Like many thousands stranded on the south coast and beyond, Ra welcomed in the new year in an evacuation centre, alongside her parents and older brother, following a day spent huddled on the beach for safety with hundreds of others beneath a glowering sky.

“It was the most incredible New Year’s Eve I’ve had,” says the 29-year-old. “I’d never felt so intimate with my family. We were all there together – except for my older sister, who lives in Los Angeles – and with our community as well.”

Ra’s parents’ property was spared. But, while heading back to Sydney, she was hit by an overwhelming sense of anxiety: “We’d been so close for those couple of days – separating so soon after a crisis like that was full-on. I wanted to go back and help with the recovery.”

Well known and widely followed for her practice as a dancer and interdisciplinary artist, Ra decided to post an appeal to her 18,000 Instagram followers, asking them to pledge money in support of those on the south coast she knew were in need of immediate assistance. “I thought, if I can create a conduit between the wider community and my south coast community, then that’s a perfect way to participate in social media,” says Ra.

In a week, she raised more than $50,000.

Ra and a friend distributed the funds to about 10 families and community groups in Batemans Bay, as well as in nearby Moruya, where she was born and raised. She spent time in these hard-hit communities too. “People appreciate when you sit down and talk, because nobody seems to have the time anymore. To be able to do all that felt transformative.”

For Ra, it was a way of giving back to people who she says always supported her – “even when I was quite vocal and ‘out there’ during high school… You know, protesting about homelessness or Change the Date.

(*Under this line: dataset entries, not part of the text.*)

use crate::demo::{run_demo, DemoArgs};
use crate::server;
use clap::{Args, Parser, Subcommand};
use homi::error::AppError;

#[derive(Parser, Debug)]
#[command(
    name = "Homi Marketplace API",
    about = "Run and demonstrate the real-estate marketplace backend from the command line",
    version
)]
struct Cli {
    #[command(subcommand)]
    command: Option<Command>,
}

#[derive(Subcommand, Debug)]
enum Command {
    /// Start the HTTP service (default command)
    Serve(ServeArgs),
    /// Run an end-to-end CLI demo covering registration, submission,
    /// moderation, and search
    Demo(DemoArgs),
}

#[derive(Args, Debug, Default)]
pub(crate) struct ServeArgs {
    /// Override the configured host for the HTTP server
    #[arg(long)]
    pub(crate) host: Option<String>,
    /// Override the configured port for the HTTP server
    #[arg(long)]
    pub(crate) port: Option<u16>,
}

pub(crate) async fn run() -> Result<(), AppError> {
    let cli = Cli::parse();
    let command = cli
        .command
        .unwrap_or_else(|| Command::Serve(ServeArgs::default()));

    match command {
        Command::Serve(args) => server::run(args).await,
        Command::Demo(args) => run_demo(args),
    }
}
/// Error enumeration shared by the persistence traits.
///
/// `Conflict` doubles as the uniqueness signal: the store, not the
/// application-level pre-check, is the real enforcer of unique keys under
/// concurrent writes.
#[derive(Debug, thiserror::Error)]
pub enum RepositoryError {
    #[error("record already exists")]
    Conflict,
    #[error("record not found")]
    NotFound,
    #[error("repository unavailable: {0}")]
    Unavailable(String),
}
//! Product API 模块
//!
//! 产品总是挂在某个目录下：集合路由 (list/create) 嵌套在
//! `/api/catalogs/{id}/products`，单品路由走 `/api/products/{id}`。

pub(crate) mod handler;

use axum::{Router, routing::get};

use crate::core::ServerState;

pub fn router() -> Router<ServerState> {
    Router::new().nest("/api/products", routes())
}

fn routes() -> Router<ServerState> {
    Router::new().route(
        "/{id}",
        get(handler::get_by_id)
            .put(handler::update)
            .delete(handler::delete),
    )
}
//! Category API Handlers

use axum::{
    Json,
    extract::{Path, State},
};

use crate::core::ServerState;
use crate::db::models::{Category, CategoryCreate, CategoryUpdate};
use crate::db::repository::CategoryRepository;
use crate::utils::{AppError, AppResult};

/// GET /api/catalogs/:id/categories - 获取目录下所有分类
pub async fn list_by_catalog(
    State(state): State<ServerState>,
    Path(catalog_id): Path<String>,
) -> AppResult<Json<Vec<Category>>> {
    let repo = CategoryRepository::new(state.get_db());
    let categories = repo.find_by_catalog(&catalog_id).await?;
    Ok(Json(categories))
}

/// GET /api/categories/:id - 获取单个分类
pub async fn get_by_id(
    State(state): State<ServerState>,
    Path(id): Path<String>,
) -> AppResult<Json<Category>> {
    let repo = CategoryRepository::new(state.get_db());
    let category = repo
        .find_by_id(&id)
        .await?
        .ok_or_else(|| AppError::not_found(format!("Category {} not found", id)))?;
    Ok(Json(category))
}

/// POST /api/catalogs/:id/categories - 在目录下创建分类
pub async fn create(
    State(state): State<ServerState>,
    Path(catalog_id): Path<String>,
    Json(payload): Json<CategoryCreate>,
) -> AppResult<Json<Category>> {
    let repo = CategoryRepository::new(state.get_db());
    let category = repo.create(&catalog_id, payload).await?;
    Ok(Json(category))
}

/// PUT /api/categories/:id - 更新分类
pub async fn update(
    State(state): State<ServerState>,
    Path(id): Path<String>,
    Json(payload): Json<CategoryUpdate>,
) -> AppResult<Json<Category>> {
    let repo = CategoryRepository::new(state.get_db());
    let category = repo.update(&id, payload).await?;
    Ok(Json(category))
}

/// DELETE /api/categories/:id - 删除分类
///
/// 产品上的分类是字符串值，不是引用；删除分类不会清理产品。
pub async fn delete(
    State(state): State<ServerState>,
    Path(id): Path<String>,
) -> AppResult<Json<bool>> {
    let repo = CategoryRepository::new(state.get_db());
    repo.delete(&id).await?;
    Ok(Json(true))
}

“I won an award at 18 that I had to collect on Australia Day, and I wore the Aboriginal flag and declared, ‘This day does not exist!’ I’ve always been like that.”

A material expression of that support came in the form of a scholarship – courtesy of the Country Women’s Association and the local council – that took Ra to New York as a 19-year-old to study at the revered Martha Graham School of Contemporary Dance.

Ra chose Martha Graham, the oldest professional dance school in the United States, because she was eager to be trained in a method that offered rigour and discipline. “Growing up, I’d been more engaged with street-style dance and cultural practices, so I wanted something with a solid foundation,” she says. “I wanted to go to the source of contemporary dance.

“Mum came with me for the first couple of weeks because I’d never seen a city so big. I thought, ‘Where do these streets end?’ I was really, really country!”

None of this would’ve been possible, she says, without the support of her south coast community. “So, it felt timely that I could use my platform for bushfire relief,” says Ra.

“I’m proud to be the biracial daughter of a migrant,” she continues. “My Filipina mother came to Australia as a young woman and settled on the south coast. But I’m also queer and trans, and am equally proud that my community in Sydney, which comprises a lot of queer voices, was backing me up and helping those in need on the south coast.”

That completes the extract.